//! 认证授权模块
//!
//! 提供身份解析、JWT 服务和中间件：
//! - [`AuthProvider`] - 身份来源 (JWT 或固定夹具)
//! - [`JwtService`] - JWT 令牌服务
//! - [`CurrentUser`] - 当前用户上下文
//! - [`require_auth`] / [`require_admin`] - 中间件

pub mod extractor;
pub mod jwt;
pub mod middleware;
pub mod provider;

pub use jwt::{Claims, CurrentUser, JwtConfig, JwtError, JwtService};
pub use middleware::{require_admin, require_auth};
pub use provider::{AuthMode, AuthProvider};
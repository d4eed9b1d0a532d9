//! Menu API integration tests: query filtering, tree assembly, reorder
//! atomicity and catalog sync. Runs against a real SQLite database with
//! the auth fixture so every request acts as an admin.

mod common;

use common::{category, data_names, spawn_app, spawn_app_with};

use admin_server::{AuthMode, SyncLevelPolicy};
use http::StatusCode;
use serde_json::json;
use shared::models::{CategoryCreate, ProductCreate};

#[tokio::test]
async fn menu_items_public_view_filters_hidden_and_inactive() {
    let app = spawn_app().await;
    app.seed_category(category("Makeup")).await;
    app.seed_category(CategoryCreate {
        show_in_menu: Some(false),
        ..category("Hidden Tools")
    })
    .await;
    app.seed_category(CategoryCreate {
        is_active: Some(false),
        ..category("Discontinued")
    })
    .await;

    let (status, body) = app.get("/api/menu/items").await;
    assert_eq!(status, StatusCode::OK);
    assert_eq!(body["success"], json!(true));
    assert_eq!(data_names(&body), vec!["Makeup"]);
}

#[tokio::test]
async fn menu_items_show_all_returns_every_row() {
    let app = spawn_app().await;
    app.seed_category(category("Makeup")).await;
    app.seed_category(CategoryCreate {
        show_in_menu: Some(false),
        ..category("Hidden Tools")
    })
    .await;
    app.seed_category(CategoryCreate {
        is_active: Some(false),
        ..category("Discontinued")
    })
    .await;

    let (status, body) = app.get("/api/menu/items?showAll=true").await;
    assert_eq!(status, StatusCode::OK);
    assert_eq!(data_names(&body).len(), 3);

    // Anything other than the exact string "true" stays filtered
    let (_, body) = app.get("/api/menu/items?showAll=1").await;
    assert_eq!(data_names(&body), vec!["Makeup"]);
}
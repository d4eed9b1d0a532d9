//! Shared types for the back-office
//!
//! Common types used by the admin server and its clients: data models,
//! request/response payloads and the API response envelope.
//!
//! DB row types use `#[cfg_attr(feature = "db", derive(sqlx::FromRow))]`
//! so clients can depend on this crate without pulling in sqlx.

pub mod models;
pub mod response;

// Re-exports
pub use response::ApiResponse;
pub use serde::{Deserialize, Serialize};
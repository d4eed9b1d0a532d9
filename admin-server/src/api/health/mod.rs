//! 健康检查路由
//!
//! # 路由列表
//!
//! | 路径 | 方法 | 说明 | 认证 |
//! |------|------|------|------|
//! | /health | GET | 健康检查 | 无 |
//!
//! # 响应示例
//!
//! ```json
//! {
//!   "status": "healthy",
//!   "version": "0.1.0",
//!   "database": "ok"
//! }
//! ```

use axum::{Json, Router, extract::State, routing::get};
use serde::Serialize;

use crate::core::ServerState;

/// 健康检查路由 - 公共路由 (无需认证)
pub fn router() -> Router<ServerState> {
    Router::new().route("/health", get(health))
}

/// 健康检查响应
#[derive(Serialize)]
pub struct HealthResponse {
    /// 状态 (healthy | degraded)
    status: &'static str,
    /// 版本号
    version: &'static str,
    /// 数据库连接状态 (ok | error)
    database: &'static str,
}

/// 基础健康检查，带一次数据库连通性探测
pub async fn health(State(state): State<ServerState>) -> Json<HealthResponse> {
    let database = match sqlx::query_scalar::<_, i64>("SELECT 1")
        .fetch_one(&state.db)
        .await
    {
        Ok(_) => "ok",
        Err(e) => {
            tracing::error!(error = %e, "Health check database probe failed");
            "error"
        }
    };

    Json(HealthResponse {
        status: if database == "ok" {
            "healthy"
        } else {
            "degraded"
        },
        version: env!("CARGO_PKG_VERSION"),
        database,
    })
}
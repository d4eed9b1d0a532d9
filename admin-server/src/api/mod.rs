//! API 路由模块
//!
//! # 结构
//!
//! - [`health`] - 健康检查
//! - [`menu`] - 菜单查询、排序和同步接口
//! - [`categories`] - 分类管理接口

use axum::Router;
use axum::middleware as axum_middleware;
use http::{HeaderName, HeaderValue};
use tower_http::compression::CompressionLayer;
use tower_http::cors::CorsLayer;
use tower_http::request_id::{
    MakeRequestId, PropagateRequestIdLayer, RequestId, SetRequestIdLayer,
};
use tower_http::trace::TraceLayer;
use uuid::Uuid;

use crate::auth::require_auth;
use crate::core::ServerState;

pub mod categories;
pub mod health;
pub mod menu;

// Re-export common types for handlers
pub use crate::utils::{AppError, AppResult};

/// Custom request ID generator
#[derive(Clone)]
struct XRequestId;

impl MakeRequestId for XRequestId {
    fn make_request_id<B>(&mut self, _request: &http::Request<B>) -> Option<RequestId> {
        let id = Uuid::new_v4().to_string();
        HeaderValue::from_str(&id).ok().map(RequestId::new)
    }
}

/// Build a router with all routes registered (no middleware, no state)
pub fn build_router() -> Router<ServerState> {
    Router::new()
        // Menu API - mixed public/authenticated, mutations require admin
        .merge(menu::router())
        // Category management API - authentication required
        .merge(categories::router())
        // Health API - public route
        .merge(health::router())
}

/// Build a fully configured application with all middleware and state
///
/// This is used by both the HTTP server and the integration tests
pub fn build_app(state: ServerState) -> Router {
    build_router()
        // ========== Tower HTTP Middleware ==========
        // CORS - Handle cross-origin requests
        .layer(CorsLayer::permissive())
        // Compression - Gzip compress responses
        .layer(CompressionLayer::new())
        // Trace - Request tracing (logs at INFO level)
        .layer(TraceLayer::new_for_http())
        // Request ID - Generate unique ID for each request
        .layer(SetRequestIdLayer::new(
            HeaderName::from_static("x-request-id"),
            XRequestId,
        ))
        // Propagate request ID to response
        .layer(PropagateRequestIdLayer::new(HeaderName::from_static(
            "x-request-id",
        )))
        // Authentication - executes before routes, injects CurrentUser
        .layer(axum_middleware::from_fn_with_state(
            state.clone(),
            require_auth,
        ))
        .with_state(state)
}
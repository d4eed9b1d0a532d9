//! Server Implementation
//!
//! HTTP 服务器启动和管理

use crate::api;
use crate::core::{Config, ServerState};
use crate::utils::{AppError, AppResult};

/// HTTP Server
pub struct Server {
    config: Config,
    state: Option<ServerState>,
}

impl Server {
    pub fn new(config: Config) -> Self {
        Self {
            config,
            state: None,
        }
    }

    /// Create server with existing state (tests build their own state)
    pub fn with_state(config: Config, state: ServerState) -> Self {
        Self {
            config,
            state: Some(state),
        }
    }

    pub async fn run(&self) -> AppResult<()> {
        let state = match &self.state {
            Some(s) => s.clone(),
            None => ServerState::initialize(&self.config).await?,
        };

        let app = api::build_app(state.clone());

        let addr = std::net::SocketAddr::from(([0, 0, 0, 0], self.config.http_port));
        let listener = tokio::net::TcpListener::bind(addr)
            .await
            .map_err(|e| AppError::internal(format!("failed to bind {addr}: {e}")))?;

        tracing::info!("Admin server listening on http://{}", addr);
        tracing::info!(
            "Environment: {}, auth mode: {:?}, sync level policy: {}",
            state.config.environment,
            state.config.auth_mode,
            state.config.sync_level_policy
        );

        let shutdown = async {
            let _ = tokio::signal::ctrl_c().await;
            tracing::info!("Shutting down...");
        };

        axum::serve(listener, app)
            .with_graceful_shutdown(shutdown)
            .await
            .map_err(|e| AppError::internal(format!("server error: {e}")))?;

        Ok(())
    }
}
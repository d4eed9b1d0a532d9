//! Category tree construction and hierarchy checks
//!
//! The menu hierarchy is stored flat (`parent_id` + `menu_level`); the
//! adjacency is derived in memory at read time and never materialized.

use std::collections::{HashMap, HashSet};

use shared::models::{Category, MenuTreeNode};

/// Build the id → parent_id adjacency from category rows.
pub fn parent_map(categories: &[Category]) -> HashMap<String, Option<String>> {
    categories
        .iter()
        .map(|c| (c.id.clone(), c.parent_id.clone()))
        .collect()
}

/// Check whether assigning `new_parent` to `id` would create a cycle.
///
/// Walks up the parent chain from `new_parent`. A visited-set guards
/// against pre-existing corrupt chains so the walk always terminates.
/// A parent missing from `parents` ends the walk (it cannot loop back).
pub fn would_create_cycle(
    id: &str,
    new_parent: Option<&str>,
    parents: &HashMap<String, Option<String>>,
) -> bool {
    let mut visited: HashSet<&str> = HashSet::new();
    let mut current = new_parent;

    while let Some(ancestor) = current {
        if ancestor == id {
            return true;
        }
        if !visited.insert(ancestor) {
            // Existing cycle above us; refuse to attach to it
            return true;
        }
        current = parents.get(ancestor).and_then(|p| p.as_deref());
    }

    false
}

/// Nest a flat, already-sorted category list into a tree.
///
/// Input order (menu_order, menu_level, name) is preserved among
/// siblings. A child whose parent is not present in the input (hidden,
/// inactive, or filtered out) is promoted to top level rather than
/// dropped, so the admin view never loses items.
pub fn build_tree(categories: Vec<Category>) -> Vec<MenuTreeNode> {
    let ids: HashSet<String> = categories.iter().map(|c| c.id.clone()).collect();

    // id → child nodes, insertion order preserved by the Vec values
    let mut children: HashMap<String, Vec<MenuTreeNode>> = HashMap::new();
    let mut roots: Vec<MenuTreeNode> = Vec::new();

    // Two passes: collect nodes per parent first, then attach bottom-up.
    // Since children reference parents by id only, we can build leaves
    // into their parents by draining the map in input order.
    let mut order: Vec<String> = Vec::with_capacity(categories.len());
    let mut by_id: HashMap<String, MenuTreeNode> = HashMap::with_capacity(categories.len());

    for category in categories {
        order.push(category.id.clone());
        by_id.insert(
            category.id.clone(),
            MenuTreeNode {
                category,
                children: Vec::new(),
            },
        );
    }

    // Attach deepest-first so every node's children are complete before
    // the node itself moves into its parent. Depth comes from the parent
    // chain rather than the stored menu_level; the flatten sync policy
    // rewrites levels to 0 while keeping parent links intact.
    let adjacency: HashMap<String, Option<String>> = by_id
        .values()
        .map(|n| (n.category.id.clone(), n.category.parent_id.clone()))
        .collect();
    let mut order_by_depth = order.clone();
    order_by_depth.sort_by_key(|id| std::cmp::Reverse(chain_depth(id, &adjacency, &ids)));

    for id in order_by_depth {
        let mut node = match by_id.remove(&id) {
            Some(n) => n,
            None => continue,
        };
        if let Some(kids) = children.remove(&id) {
            node.children = kids;
        }

        match node.category.parent_id.clone() {
            Some(parent) if ids.contains(&parent) && parent != id => {
                children.entry(parent).or_default().push(node);
            }
            // Orphan or top-level: promote to root
            _ => roots.push(node),
        }
    }

    // A parent chain that loops (corrupt data) strands its members in
    // the children map; surface them as roots rather than drop them
    for stranded in children.into_values() {
        roots.extend(stranded);
    }

    // Depth-sorted attachment scrambled root order; restore input order
    let rank: HashMap<&str, usize> = order
        .iter()
        .enumerate()
        .map(|(i, id)| (id.as_str(), i))
        .collect();
    roots.sort_by_key(|n| rank.get(n.category.id.as_str()).copied().unwrap_or(usize::MAX));
    for node in &mut roots {
        sort_children(node, &rank);
    }

    roots
}

/// Number of ancestors of `id` within `present`, cycle-safe
fn chain_depth(
    id: &str,
    parents: &HashMap<String, Option<String>>,
    present: &HashSet<String>,
) -> usize {
    let mut depth = 0;
    let mut visited: HashSet<&str> = HashSet::new();
    let mut current = parents.get(id).and_then(|p| p.as_deref());
    while let Some(parent) = current {
        if !present.contains(parent) || !visited.insert(parent) {
            break;
        }
        depth += 1;
        current = parents.get(parent).and_then(|p| p.as_deref());
    }
    depth
}

fn sort_children(node: &mut MenuTreeNode, rank: &HashMap<&str, usize>) {
    node.children
        .sort_by_key(|n| rank.get(n.category.id.as_str()).copied().unwrap_or(usize::MAX));
    for child in &mut node.children {
        sort_children(child, rank);
    }
}
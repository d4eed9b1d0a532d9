//! Database Module
//!
//! SQLite 连接池和迁移。单嵌入式存储，WAL 模式。

pub mod repository;

use std::str::FromStr;
use std::time::Duration;

use sqlx::SqlitePool;
use sqlx::sqlite::{SqliteConnectOptions, SqliteJournalMode, SqlitePoolOptions, SqliteSynchronous};

use crate::utils::AppError;

/// Database service owning the SQLite connection pool
#[derive(Clone, Debug)]
pub struct DbService {
    pub pool: SqlitePool,
}

impl DbService {
    /// Open (or create) the database at `db_path` and apply migrations.
    ///
    /// WAL with normal sync, foreign keys enforced, and a 5s busy
    /// timeout so concurrent writers queue instead of failing.
    pub async fn new(db_path: &str) -> Result<Self, AppError> {
        let options = SqliteConnectOptions::from_str(&format!("sqlite:{db_path}"))
            .map_err(|e| AppError::database(format!("Invalid database path '{db_path}': {e}")))?
            .create_if_missing(true)
            .journal_mode(SqliteJournalMode::Wal)
            .synchronous(SqliteSynchronous::Normal)
            .foreign_keys(true)
            .busy_timeout(Duration::from_secs(5))
            .optimize_on_close(true, None);

        let pool = SqlitePoolOptions::new()
            .max_connections(5)
            .connect_with(options)
            .await
            .map_err(|e| AppError::database(format!("Failed to open '{db_path}': {e}")))?;

        Self::migrate(&pool).await?;
        tracing::info!(path = %db_path, "Database ready (SQLite WAL)");

        Ok(Self { pool })
    }

    async fn migrate(pool: &SqlitePool) -> Result<(), AppError> {
        // ignore_missing: migrations removed from the tree but already
        // applied on an existing database are not an error
        sqlx::migrate!("./migrations")
            .set_ignore_missing(true)
            .run(pool)
            .await
            .map_err(|e| AppError::database(format!("Migration failed: {e}")))
    }
}
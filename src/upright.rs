//! Upright grid layout: a non-rotated grid of seats, grown greedily.
//!
//! In always-upright mode every seat faces the same way, so the board is a
//! grid rather than a table. The grid starts at 1×1 and grows one column or
//! one row at a time until it has capacity for every seat, preferring the
//! move that avoids vertical overflow and tie-breaking on how close the
//! resulting slot aspect ratio lands to the preferred seat aspect.
//!
//! Deliberately a local greedy search, not a closed form: the tie-breaking
//! policy is a product heuristic, and the grid dimensions are small enough
//! that optimality is not worth the loss of the explicit policy.

#[cfg(not(feature = "std"))]
use num_traits::Float;

use crate::topology::{
    SEAT_MIN_HEIGHT, SEAT_MIN_WIDTH, SEAT_PREFERRED_HEIGHT, SEAT_PREFERRED_WIDTH,
};

/// Grid layout for always-upright mode.
///
/// `row_count * items_per_row >= item_count` always holds; trailing cells in
/// the last row stay empty.
#[derive(Clone, Debug, PartialEq)]
pub struct UprightPlan {
    /// Number of seats the grid was planned for.
    pub item_count: usize,
    /// Seats per row.
    pub items_per_row: usize,
    /// Number of rows.
    pub row_count: usize,
    /// Height of each row, padding included.
    pub row_height: f32,
    /// True when the row height had to be clamped up to the seat minimum;
    /// the grid is taller than the viewport and must scroll.
    pub overflowed: bool,
}

impl UprightPlan {
    /// Total grid height, the content size of the scroll container when
    /// `overflowed`.
    pub fn total_height(&self) -> f32 {
        self.row_height * self.row_count as f32
    }
}

/// One evaluated `(rows, columns)` candidate.
struct GridState {
    /// Slot width net of padding.
    net_width: f32,
    /// Slot height net of padding, clamped up to the seat minimum.
    net_height: f32,
    overflowed: bool,
}

impl GridState {
    fn evaluate(
        items_per_row: usize,
        row_count: usize,
        max_width: f32,
        max_height: f32,
        padding: f32,
    ) -> Self {
        let net_width = max_width / items_per_row as f32 - 2.0 * padding;
        let raw_height = max_height / row_count as f32 - 2.0 * padding;
        let overflowed = raw_height < SEAT_MIN_HEIGHT;
        let net_height = if overflowed { SEAT_MIN_HEIGHT } else { raw_height };
        Self {
            net_width,
            net_height,
            overflowed,
        }
    }

    /// Distance between this slot's aspect ratio and the preferred seat
    /// aspect. `net_height` is clamped positive, so this is always finite.
    fn aspect_error(&self) -> f32 {
        const TARGET: f32 = SEAT_PREFERRED_WIDTH / SEAT_PREFERRED_HEIGHT;
        (self.net_width / self.net_height - TARGET).abs()
    }
}

/// Plan an upright grid for `item_count` seats.
///
/// Terminates for every input: each iteration either grows the grid by one
/// row or column, or jumps straight to the required row count and stops.
pub fn plan_upright(
    item_count: usize,
    max_width: f32,
    max_height: f32,
    padding: f32,
) -> UprightPlan {
    let mut items_per_row = 1usize;
    let mut row_count = 1usize;

    while row_count * items_per_row < item_count {
        let wider =
            GridState::evaluate(items_per_row + 1, row_count, max_width, max_height, padding);
        if wider.net_width < SEAT_MIN_WIDTH {
            // Columns can't shrink any further; take all remaining rows.
            row_count = item_count.div_ceil(items_per_row);
            break;
        }
        let taller =
            GridState::evaluate(items_per_row, row_count + 1, max_width, max_height, padding);
        let grow_columns = match (wider.overflowed, taller.overflowed) {
            (false, true) => true,
            (true, false) => false,
            _ => wider.aspect_error() <= taller.aspect_error(),
        };
        if grow_columns {
            items_per_row += 1;
        } else {
            row_count += 1;
        }
    }

    let chosen = GridState::evaluate(items_per_row, row_count, max_width, max_height, padding);
    UprightPlan {
        item_count,
        items_per_row,
        row_count,
        row_height: chosen.net_height + 2.0 * padding,
        overflowed: chosen.overflowed,
    }
}
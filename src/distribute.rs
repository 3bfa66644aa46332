//! Main-axis space distribution under minimum/preferred constraints.
//!
//! Each item states a minimum and a preferred extent. The distributor hands
//! out available space in three regimes:
//!
//! - below the minimum sum, every item gets exactly its minimum and the
//!   result is flagged as overflowing (the caller must allow scrolling);
//! - above the preferred sum, the surplus past preferred is split equally;
//! - in between, every item grows by the same *fraction* of its own stretch
//!   room (`preferred - minimum`), so sizes sum exactly to the available
//!   space while items with more room absorb more of it.
//!
//! Fair-share, not equal-pixel: a `Pair` row with 60 units of stretch room
//! and a `Single` row with 20 grow 3:1 in the interpolated regime.

#[cfg(not(feature = "std"))]
use alloc::vec::Vec;

/// Result of distributing space across a sequence of items.
#[derive(Clone, Debug, PartialEq)]
pub struct Distribution {
    /// True when the available space could not cover the minimum sizes.
    /// Sizes are then the minimums and the caller must scroll.
    pub overflowed: bool,
    /// Allocated extent per item, padding included. Same length and order
    /// as the input constraint slices.
    pub sizes: Vec<f32>,
}

impl Distribution {
    /// Total extent of all items. The content size of a scroll container
    /// when `overflowed`, otherwise equal to the available space given to
    /// [`distribute`] (up to rounding).
    pub fn total(&self) -> f32 {
        self.sizes.iter().sum()
    }
}

/// Distribute `available` space across items with the given minimum and
/// preferred extents, reserving `padding` on both sides of every item.
///
/// `minimums` and `preferreds` must be the same length with each minimum
/// strictly below its preferred; both hold for every topology this crate
/// produces. Returned sizes include each item's `2 * padding`.
pub fn distribute(
    minimums: &[f32],
    preferreds: &[f32],
    available: f32,
    padding: f32,
) -> Distribution {
    debug_assert_eq!(minimums.len(), preferreds.len());
    let n = minimums.len();
    if n == 0 {
        return Distribution {
            overflowed: false,
            sizes: Vec::new(),
        };
    }

    let pad_total = 2.0 * padding * n as f32;
    let usable = available - pad_total;
    let min_sum: f32 = minimums.iter().sum();
    let preferred_sum: f32 = preferreds.iter().sum();

    if usable < min_sum {
        // Clamp up to the minimums; content exceeds the viewport.
        let sizes = minimums.iter().map(|&m| m + 2.0 * padding).collect();
        return Distribution {
            overflowed: true,
            sizes,
        };
    }

    let sizes = if usable >= preferred_sum {
        // Past preferred: split the surplus equally.
        let share = (usable - preferred_sum) / n as f32;
        preferreds
            .iter()
            .map(|&p| p + share + 2.0 * padding)
            .collect()
    } else {
        // Between minimum and preferred: every item gets the same fraction
        // of its own stretch room.
        let x = (usable - min_sum) / (preferred_sum - min_sum);
        minimums
            .iter()
            .zip(preferreds)
            .map(|(&m, &p)| m + x * (p - m) + 2.0 * padding)
            .collect()
    };
    Distribution {
        overflowed: false,
        sizes,
    }
}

══════════

Within the listing above, tally the lines holding the word "content". Give the tally only.

3